Семь пар железных ботинок
Шрифт:
— Эй ты, соленый черт, почему в штатское вырядился?
Я на эту кличку не обижаюсь (привык к ней да и дали мне ее не в насмешку, а в похвалу за силу мою и скорую поворотливость). Спрашиваю их:
— Куда уходите?
— Уходим мы в большой каботаж до самого Кудыкина поля. Прикурим от Толбухина маяка, тотчас же вернемся и здесь стенку подпирать будем.
Сгреб я шутника в охапку и потряс маленько. Потом спрашиваю:
— Чего хочешь: живота или смерти? Ежели живота, отвечай, как у попа на духу: куда и когда уходите?
— Послезавтра идем мы в Ригу, там догружаться будем, потом — во Владивосток, а конец
От такого объяснения на меня сразу ветром с трех океанов подуло. А шутник этот меня подъедает:
— Только я тебе, черт соленый, еще самого главного не сказал...
— Чего?
— Того, что в нашем экипаже до полного состава двух матросов не хватает... Вон, видишь, капитан стоит и с боцманом гуторит. Пойди и спроси у них, если мне не веришь.
И поймал меня на удочку. Полетел к чертовой бабушке мой зарок никогда в море не ходить!..

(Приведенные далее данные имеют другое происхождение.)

#[cfg(test)]
mod tests {
    use super::*;
    use crate::program::{program, ComputeOutcome};

    static_assertions::assert_impl_all!(VertexHandle: Send, Sync);

    fn test_vertex(vertex_type: VertexType, p: BoxedProgram) -> VertexHandle {
        spawn(
            GraphId::from("test-graph"),
            VertexId::mint(),
            "v".to_string(),
            vertex_type,
            p,
            None,
        )
    }

    fn echo_program() -> BoxedProgram {
        program(|ctx| match &ctx.aggregated {
            Some(v) => Ok(ComputeOutcome::NewValue(v.clone())),
            None => Ok(ComputeOutcome::NewValue(Value::number(0.0))),
        })
    }

    #[test]
    fn test_minted_id_shape() {
        let id = VertexId::mint();
        let hex = id.as_str().strip_prefix("vtx.").expect("vtx. prefix");
        assert_eq!(hex.len(), 32);
        assert!(hex.chars().all(|c| c.is_ascii_hexdigit() && !c.is_ascii_uppercase()));
    }

    #[test]
    fn test_minted_ids_unique() {
        let a = VertexId::mint();
        let b = VertexId::mint();
        assert_ne!(a, b);
    }

    #[tokio::test]
    async fn test_source_starts_active_normal_dormant() {
        let source = test_vertex(VertexType::Source, echo_program());
        let normal = test_vertex(VertexType::Normal, echo_program());
        assert!(source.is_active().await.unwrap());
        assert!(!normal.is_active().await.unwrap());
    }

    #[tokio::test]
    async fn test_dormant_vertex_skipped() {
        let v = test_vertex(VertexType::Normal, echo_program());
        let report = v.compute().await.unwrap();
        assert!(!report.ran);
        assert!(!report.active);
        assert!(report.emitted.is_empty());
    }

    #[tokio::test]
    async fn test_delivery_then_advance_activates() {
        let v = test_vertex(VertexType::Normal, echo_program());
        let msg = Message::new("vtx.peer", v.id().clone(), Value::number(2.0), 0);
        v.receive(vec![msg]).await.unwrap();

        // still dormant until the barrier
        assert!(!v.is_active().await.unwrap());

        v.advance().await.unwrap();
        assert!(v.is_active().await.unwrap());

        let snap = v.snapshot().await.unwrap();
        assert_eq!(snap.superstep, 1);
        assert_eq!(snap.incoming_messages.len(), 1);
        assert!(snap.pending_messages.is_empty());
    }

    #[tokio::test]
    async fn test_advance_with_empty_pending_preserves_state() {
        let v = test_vertex(VertexType::Normal, echo_program());
        v.advance().await.unwrap();
        assert!(!v.is_active().await.unwrap());

        let snap = v.snapshot().await.unwrap();
        assert_eq!(snap.superstep, 1);
        assert!(snap.incoming_messages.is_empty());
    }

    #[tokio::test]
    async fn test_auto_halt_on_empty_inbox() {
        let v = test_vertex(VertexType::Source, echo_program());
        // superstep 0: the program runs even with an empty inbox
        let report = v.compute().await.unwrap();
        assert!(report.ran);
        assert!(report.active);
        assert_eq!(report.value, Some(Value::Number(0.0)));

        // superstep 1, nothing delivered: auto-halt without running the program
        v.advance().await.unwrap();
        let report = v.compute().await.unwrap();
        assert!(report.ran);
        assert!(!report.active);
        assert_eq!(report.value, Some(Value::Number(0.0)));
        assert!(report.emitted.is_empty());
    }

    #[tokio::test]
    async fn test_halt_outcome_deactivates_without_emitting() {
        let v = test_vertex(VertexType::Source, program(|_| Ok(ComputeOutcome::Halt)));
        v.add_outgoing_edge(Edge::new(v.id().clone(), "vtx.next"))
            .await
            .unwrap();

        let report = v.compute().await.unwrap();
        assert!(!report.active);
        assert!(report.emitted.is_empty());
        assert_eq!(report.value, None);
    }

    #[tokio::test]
    async fn test_unchanged_broadcasts_current_value_and_halts() {
        let v = spawn(
            GraphId::from("test-graph"),
            VertexId::mint(),
            "v".to_string(),
            VertexType::Source,
            program(|_| Ok(ComputeOutcome::Unchanged)),
            Some(Value::number(7.0)),
        );
        v.add_outgoing_edge(Edge::new(v.id().clone(), "vtx.next"))
            .await
            .unwrap();

        let report = v.compute().await.unwrap();
        assert!(!report.active);
        assert_eq!(report.emitted.len(), 1);
        assert_eq!(report.emitted[0].content, Value::Number(7.0));
        assert_eq!(report.value, Some(Value::Number(7.0)));
    }

    #[tokio::test]
    async fn test_new_value_merges_with_aggregated() {
        let v = test_vertex(
            VertexType::Normal,
            program(|_| {
                Ok(ComputeOutcome::NewValue(Value::map([(
                    "sum",
                    Value::number(1.0),
                )])))
            }),
        );
        let incoming = Message::new(
            "vtx.peer",
            v.id().clone(),
            Value::map([("sum", Value::number(0.0)), ("origin", Value::from("seed"))]),
            0,
        );
        v.receive(vec![incoming]).await.unwrap();
        v.advance().await.unwrap();

        let report = v.compute().await.unwrap();
        // aggregated is the merge base; keys from the new value win
        let value = report.value.expect("merged value");
        assert_eq!(value.get("sum"), Some(&Value::Number(1.0)));
        assert_eq!(value.get("origin"), Some(&Value::from("seed")));
        assert!(report.active);
    }

    #[tokio::test]
    async fn test_fan_out_respects_conditions_and_order() {
        let v = test_vertex(
            VertexType::Source,
            program(|_| Ok(ComputeOutcome::NewValue(Value::number(5.0)))),
        );
        v.add_outgoing_edge(Edge::new(v.id().clone(), "vtx.always"))
            .await
            .unwrap();
        v.add_outgoing_edge(
            Edge::new(v.id().clone(), "vtx.never").with_condition(|_| Ok(false)),
        )
        .await
        .unwrap();
        v.add_outgoing_edge(
            Edge::new(v.id().clone(), "vtx.big")
                .with_condition(|ctx| Ok(ctx.value.as_ref().and_then(Value::as_number) > Some(1.0))),
        )
        .await
        .unwrap();

        let report = v.compute().await.unwrap();
        let targets: Vec<&str> = report
            .emitted
            .iter()
            .map(|m| m.recipient.as_str())
            .collect();
        assert_eq!(targets, vec!["vtx.always", "vtx.big"]);
    }

    #[tokio::test]
    async fn test_emitted_messages_carry_sender_superstep() {
        let v = test_vertex(VertexType::Source, echo_program());
        v.add_outgoing_edge(Edge::new(v.id().clone(), "vtx.next"))
            .await
            .unwrap();
        v.advance().await.unwrap();
        v.advance().await.unwrap();
        v.enqueue_outbox(VertexId::from("vtx.next"), Value::from("direct"))
            .await
            .unwrap();

        let snap = v.snapshot().await.unwrap();
        assert_eq!(snap.outgoing_messages.len(), 1);
        assert_eq!(snap.outgoing_messages[0].superstep, 2);
        assert_eq!(snap.outgoing_messages[0].sender, *v.id());
    }

    #[tokio::test]
    async fn test_drain_outbox_empties_buffer() {
        let v = test_vertex(VertexType::Normal, echo_program());
        v.enqueue_outbox(VertexId::from("vtx.a"), Value::number(1.0))
            .await
            .unwrap();
        v.enqueue_outbox(VertexId::from("vtx.b"), Value::number(2.0))
            .await
            .unwrap();

        let drained = v.drain_outbox().await.unwrap();
        assert_eq!(drained.len(), 2);
        // same-sender emission order preserved
        assert_eq!(drained[0].recipient.as_str(), "vtx.a");
        assert_eq!(drained[1].recipient.as_str(), "vtx.b");

        let snap = v.snapshot().await.unwrap();
        assert!(snap.outgoing_messages.is_empty());
    }

    #[tokio::test]
    async fn test_add_edge_replaces_duplicate_target() {
        let v = test_vertex(VertexType::Normal, echo_program());
        v.add_outgoing_edge(Edge::new(v.id().clone(), "vtx.t").with_weight(1.0))
            .await
            .unwrap();
        v.add_outgoing_edge(Edge::new(v.id().clone(), "vtx.t").with_weight(9.0))
            .await
            .unwrap();

        let edges = v.outgoing_edges().await.unwrap();
        assert_eq!(edges.len(), 1);
        assert_eq!(edges[0].weight, 9.0);
    }

    #[tokio::test]
    async fn test_remove_missing_edge_fails() {
        let v = test_vertex(VertexType::Normal, echo_program());
        let err = v
            .remove_outgoing_edge(VertexId::from("vtx.ghost"))
            .await
            .unwrap_err();
        assert!(matches!(err, EngineError::EdgeNotFound { .. }));
    }

    #[tokio::test]
    async fn test_program_failure_surfaces_and_actor_survives() {
        let v = test_vertex(VertexType::Source, program(|_| Err("boom".into())));
        let err = v.compute().await.unwrap_err();
        match err {
            EngineError::ProgramFailed { round, .. } => assert_eq!(round, 0),
            other => panic!("expected program failure, got {:?}", other),
        }
        // the actor keeps serving requests after a program error
        assert!(v.is_active().await.unwrap());
    }

    #[tokio::test]
    async fn test_stop_releases_actor() {
        let v = test_vertex(VertexType::Normal, echo_program());
        v.stop().await.unwrap();
        let err = v.is_active().await.unwrap_err();
        assert!(matches!(err, EngineError::VertexNotFound(_)));
    }
}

Лет шесть проплавал я на том пароходе и, признаться, стал уже забывать о Золотом корабле, да однажды, когда снова в Питере я оказался, повстречал на Галерной улице художника, который тот корабль выдумал. Очень мы обрадовались— обнялись, расцеловались и, как водится по русскому обычаю, в трактир пошли, чтобы по всем правилам прошлое помянуть. Выпили первым делом за упокой души Золотого капитана Павла Павловича Ивлева, потом за здравие сибирского купца, помощника капитана, ну и о своем здравии, конечно, не забыли. Только когда я о Золотом корабле заговорил, художник нахмурился и рукой махнул.
— Был,— говорит — Золотой корабль, да не стало его
Удивился я.
— Он же у капитанши должен быть, она его сохранить обещалась...
— Знаю, что обещалась, но только не так вышло... Нет корабля, и понять невозможно, куда он делся!
И рассказал он мне историю вовсе непонятную и чудную.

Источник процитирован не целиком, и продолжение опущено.